Data excerpts:
===
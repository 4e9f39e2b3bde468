//! `oas-codegen`: turns an OpenAPI 3.0.x/3.1.0 document into a compile-ready
//! Swift API surface — a protocol of operations, every referenced data
//! type, and either a client dispatching over a pluggable HTTP transport or
//! a server stub registering handlers on one.
//!
//! The pipeline is a pure transformation: parse → filter → validate →
//! translate → render. [`pipeline::run`] is the single entry point that
//! drives all five stages; everything else in this crate is a stage it
//! calls.

#![forbid(unsafe_code)]

pub mod diagnostics;
pub mod document;
pub mod error;
pub mod filter;
pub mod graph;
pub mod ir;
pub mod naming;
pub mod parser;
pub mod pipeline;
pub mod render;
pub mod shard;
pub mod support;
pub mod translate;
pub mod validate;

pub use diagnostics::{Diagnostic, DiagnosticSink, FileSink, Severity, StreamSink, ThrowingSink};
pub use document::Document;
pub use error::{Error, Result};
pub use filter::FilterCriteria;
pub use naming::NamingStrategy;
pub use pipeline::{AccessLevel, Config, Mode, OutputFile};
===
▶ [PROBLEM STATEMENT]: Report, with no additional words, how many lines in the records above contain the word "render".

▶ [ANSWER FOR THIS EXERCISE]: 2